What you should do » Return a copy of every line in the data below that contains "axum".

Data shown »
/*
 * SPDX-FileCopyrightText: 2025 Wavelens UG <info@wavelens.io>
 *
 * SPDX-License-Identifier: AGPL-3.0-only
 */

//! Multipart form parsing shared by photo and shop item uploads.

use crate::error::{WebError, WebResult};
use axum::extract::Multipart;
use axum::extract::multipart::Field;
use shop_core::input::InputError;
use std::str::FromStr;

#[derive(Debug, Clone, PartialEq)]
pub struct UploadedImage {
    pub file_name: String,
    pub content_type: String,
    pub bytes: Vec<u8>,
}

/// Reads an `image/*` field, refusing it once it grows past `max_size`.
pub async fn read_image(mut field: Field<'_>, max_size: usize) -> WebResult<UploadedImage> {
    let content_type = field.content_type().unwrap_or_default().to_string();

    if !content_type.starts_with("image/") {
        return Err(WebError::BadRequest(
            "Only image files are allowed".to_string(),
        ));
    }

    let file_name = field.file_name().unwrap_or("upload").to_string();
    let mut bytes = Vec::new();

    while let Some(chunk) = field.chunk().await? {
        if bytes.len() + chunk.len() > max_size {
            return Err(WebError::PayloadTooLarge(format!(
                "File exceeds the {} byte limit",
                max_size
            )));
        }
        bytes.extend_from_slice(&chunk);
    }

    if bytes.is_empty() {
        return Err(WebError::BadRequest("Uploaded file is empty".to_string()));
    }

    Ok(UploadedImage {
        file_name,
        content_type,
        bytes,
    })
}

pub fn parse_number<T: FromStr>(field: &str, value: &str) -> Result<T, InputError> {
    value
        .trim()
        .parse()
        .map_err(|_| InputError::single(field, "Must be a whole number"))
}

pub fn parse_flag(field: &str, value: &str) -> Result<bool, InputError> {
    match value.trim().to_lowercase().as_str() {
        "true" | "1" | "on" | "yes" => Ok(true),
        "false" | "0" | "off" | "no" => Ok(false),
        _ => Err(InputError::single(field, "Must be true or false")),
    }
}

#[derive(Debug, Default)]
pub struct PhotoForm {
    pub photo: Option<UploadedImage>,
    pub description: Option<String>,
}

pub async fn read_photo_form(mut multipart: Multipart, max_size: usize) -> WebResult<PhotoForm> {
    let mut form = PhotoForm::default();

    while let Some(field) = multipart.next_field().await? {
        match field.name() {
            Some("photo") => form.photo = Some(read_image(field, max_size).await?),
            Some("description") => form.description = Some(field.text().await?),
            _ => {}
        }
    }

    Ok(form)
}

/// Shop item fields as sent by the admin form; absent fields stay `None`.
#[derive(Debug, Default)]
pub struct ShopItemForm {
    pub name: Option<String>,
    pub description: Option<String>,
    pub point_cost: Option<i64>,
    pub stock_quantity: Option<i32>,
    pub active: Option<bool>,
    pub image: Option<UploadedImage>,
}

pub async fn read_shop_item_form(
    mut multipart: Multipart,
    max_size: usize,
) -> WebResult<ShopItemForm> {
    let mut form = ShopItemForm::default();

    while let Some(field) = multipart.next_field().await? {
        let Some(name) = field.name().map(str::to_string) else {
            continue;
        };

        match name.as_str() {
            "image" => form.image = Some(read_image(field, max_size).await?),
            "name" => form.name = Some(field.text().await?),
            "description" => form.description = Some(field.text().await?),
            "point_cost" => form.point_cost = Some(parse_number(&name, &field.text().await?)?),
            "stock_quantity" => {
                form.stock_quantity = Some(parse_number(&name, &field.text().await?)?)
            }
            "active" => form.active = Some(parse_flag(&name, &field.text().await?)?),
            _ => {}
        }
    }

    Ok(form)
}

Exercise solution »
use axum::extract::Multipart;
use axum::extract::multipart::Field;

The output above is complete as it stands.